Sheetal Patel-House, PharmD, is the system clinical manager for the Controlled Substances Assessment (CSA) program at University of North Carolina (UNC) Health.
Ashley L. Pappas, PharmD, MHA, is the director for UNC Health’s Medication Management and Optimization team, including the CSA program, and the Pharmacy Analytics and Outcomes team.
Events Contributing to the Opioid Epidemic3
In 1986, the World Health Organization (WHO) addressed the undertreatment of postoperative and cancer pain with their Cancer Pain Monograph. This resulted in rapid improvement in the treatment of cancer pain in many countries, as well as a number of publications in the 1990s that focused on the undertreatment of pain. In 1995, the American Pain Society launched their influential Pain as the Fifth Vital Sign campaign with the intent to encourage consistent assessment and treatment of pain symptoms. Subsequently, in 2000, The Joint Commission published standards for pain management requiring health care providers to ask every patient to rate their pain on a scale of 1 to 10.
The Federation of State Medical Boards and the DEA also issued statements promising less regulatory scrutiny over opioid prescribers, thereby lowering physician reluctance to prescribe more liberal amounts of opioids. Certain pharmaceutical companies also started to focus on the use of opioids as a compassionate treatment option, often using paid physician consultants to emphasize the safety and benefits of opioid use.

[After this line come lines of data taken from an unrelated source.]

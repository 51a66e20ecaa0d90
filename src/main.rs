#[macro_use]
extern crate lazy_static;
use actix_identity::IdentityMiddleware;
use actix_session::{storage::CookieSessionStore, SessionMiddleware};

use std::{path::PathBuf, str::FromStr};
use tera::Tera;

use actix_files::{Files, NamedFile};
use actix_web::{
    http::Method,
    middleware,
    web::{self, Data},
    App, Either, HttpRequest, HttpResponse, HttpServer, Responder,
};
use log::info;
use serde_json::json;
use sqlx::{
    sqlite::{SqliteConnectOptions, SqliteJournalMode},
    SqlitePool,
};

mod calculo;
mod config;
mod dashboard;
mod db;
mod errors;
mod exportar;
mod listado;
mod permisos;
mod routes;
mod structs;
#[cfg(test)]
mod test_support;
mod utils;

use config::Config;
use errors::AppError;

#[derive(Debug, Clone)]
pub struct AppState {
    db_pool: SqlitePool,
    fonts_dir: PathBuf,
    static_dir: PathBuf,
}

lazy_static! {
    pub static ref TEMPLATES: Tera = {
        let mut tera = Tera::default();
        if let Err(e) = tera.add_raw_template("reporte.html", include_str!("../templates/reporte.html")) {
            log::error!("Parsing error(s): {}", e);
            ::std::process::exit(1);
        }
        tera.autoescape_on(vec![".html"]);
        tera
    };
}

async fn connect(database_url: &str) -> Result<SqlitePool, AppError> {
    let opts = SqliteConnectOptions::from_str(database_url)?
        .create_if_missing(true)
        .journal_mode(SqliteJournalMode::Wal)
        .read_only(false)
        .busy_timeout(std::time::Duration::from_secs(5));

    let db_pool = SqlitePool::connect_with(opts).await?;
    sqlx::migrate!().run(&db_pool).await?;
    info!("Database migrated successfully");
    Ok(db_pool)
}

#[actix_web::main]
async fn main() -> std::io::Result<()> {
    dotenvy::dotenv().ok();
    env_logger::init_from_env(env_logger::Env::new().default_filter_or("info"));

    let config = Config::from_env().map_err(|e| {
        log::error!("FATAL: {}", e);
        e
    })?;

    let db_pool = connect(&config.database_url).await.map_err(|e| {
        log::error!("FATAL: could not open {}: {}", config.database_url, e);
        e
    })?;

    let state = AppState {
        db_pool,
        fonts_dir: config.fonts_dir.clone(),
        static_dir: config.static_dir.clone(),
    };
    let key = config.cookie_key();
    let static_dir = config.static_dir.clone();

    info!(
        "Starting HTTP server on http://{}:{}/",
        config.bind_addr, config.port
    );

    HttpServer::new(move || {
        App::new()
            // enable automatic response compression - usually register this first
            .wrap(middleware::Compress::default())
            .wrap(IdentityMiddleware::default())
            .wrap(SessionMiddleware::new(
                CookieSessionStore::default(),
                key.clone(),
            ))
            // enable logger - always register Actix Web Logger middleware last
            .wrap(middleware::Logger::default())
            .app_data(Data::new(state.clone()))
            .configure(routes::configure)
            .service(Files::new("/static", &static_dir))
            .default_service(web::to(default_handler))
    })
    .bind((config.bind_addr.as_str(), config.port))?
    .run()
    .await
}

/// Unknown API paths get a JSON 404; any other GET falls through to the
/// frontend's index.html so client-side routes survive a reload.
async fn default_handler(
    req: HttpRequest,
    state: Data<AppState>,
) -> Result<impl Responder, AppError> {
    if req.path().starts_with("/api") {
        return Ok(Either::Right(
            HttpResponse::NotFound().json(json!({ "error": "Not found" })),
        ));
    }
    match *req.method() {
        Method::GET => {
            let file = NamedFile::open(state.static_dir.join("index.html"))
                .map_err(|_| AppError::NotFound)?;
            Ok(Either::Left(file))
        }
        _ => Ok(Either::Right(HttpResponse::MethodNotAllowed().finish())),
    }
}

From 1997 to 2002, oxycontin prescriptions increased from 670,000 to 6.2 million and overall opioid consumption steadily increased throughout the 2000s; this time period is considered the first wave of the opioid epidemic. The second wave began in 2010, with rapid increases in overdose deaths involving heroin. The third wave began in 2013, with significant increases in overdose deaths involving synthetic opioids—particularly those involving illicitly manufactured fentanyl.